*** Data shown ***

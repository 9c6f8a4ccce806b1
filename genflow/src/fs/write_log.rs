//! Record of completed writes, used to undo a partial materialization.

use super::FileSystem;
use crate::errors::GenflowError;
use std::path::{Path, PathBuf};
use tracing::warn;

#[derive(Debug, Clone)]
struct WriteRecord {
    path: PathBuf,
    previous: Option<Vec<u8>>,
}

/// Writes and directory creations performed by one materialization.
#[derive(Debug, Clone, Default)]
pub struct WriteLog {
    writes: Vec<WriteRecord>,
    created_dirs: Vec<PathBuf>,
}

impl WriteLog {
    /// Creates an empty log.
    #[must_use]
    pub fn new() -> Self {
        Self::default()
    }

    /// Records a completed write and the content it replaced.
    pub fn record_write(&mut self, path: impl Into<PathBuf>, previous: Option<Vec<u8>>) {
        self.writes.push(WriteRecord {
            path: path.into(),
            previous,
        });
    }

    /// Records a directory that did not exist before this run.
    pub fn record_dir(&mut self, path: impl Into<PathBuf>) {
        let path = path.into();
        if !self.created_dirs.contains(&path) {
            self.created_dirs.push(path);
        }
    }

    /// Returns the written paths in write order.
    pub fn written(&self) -> impl Iterator<Item = &Path> {
        self.writes.iter().map(|w| w.path.as_path())
    }

    /// Returns the directories created by this run.
    #[must_use]
    pub fn created_dirs(&self) -> &[PathBuf] {
        &self.created_dirs
    }

    /// Returns true if nothing was recorded.
    #[must_use]
    pub fn is_empty(&self) -> bool {
        self.writes.is_empty() && self.created_dirs.is_empty()
    }

    /// Undoes every recorded change.
    ///
    /// Writes are undone newest first: replaced files get their previous
    /// content back and new files are removed. Created directories are then
    /// removed deepest first. Every step is attempted; the first failure is
    /// returned at the end.
    pub async fn rollback(&self, fs: &dyn FileSystem) -> Result<(), GenflowError> {
        let mut first_error: Option<GenflowError> = None;
        let mut note = |result: Result<(), GenflowError>| {
            if let Err(err) = result {
                warn!(error = %err, "Rollback step failed");
                first_error.get_or_insert(err);
            }
        };

        for record in self.writes.iter().rev() {
            match &record.previous {
                Some(previous) => note(fs.write_file(&record.path, previous).await),
                None => note(fs.remove_file(&record.path).await),
            }
        }

        let mut dirs: Vec<&PathBuf> = self.created_dirs.iter().collect();
        dirs.sort_by_key(|dir| std::cmp::Reverse(dir.components().count()));
        for dir in dirs {
            note(fs.remove_dir(dir).await);
        }

        first_error.map_or(Ok(()), Err)
    }
}
//! Observability utilities.
//!
//! Spans and log lines come from `tracing` throughout the crate; this
//! module only installs the subscriber.

mod logging;

pub use logging::{init_logging, LogFormat, ENV_LOG};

*** End of Data shown ***

Within the lines above, find those holding the word "removed" and copy them.

Response area:
    /// content back and new files are removed. Created directories are then
    /// removed deepest first. Every step is attempted; the first failure is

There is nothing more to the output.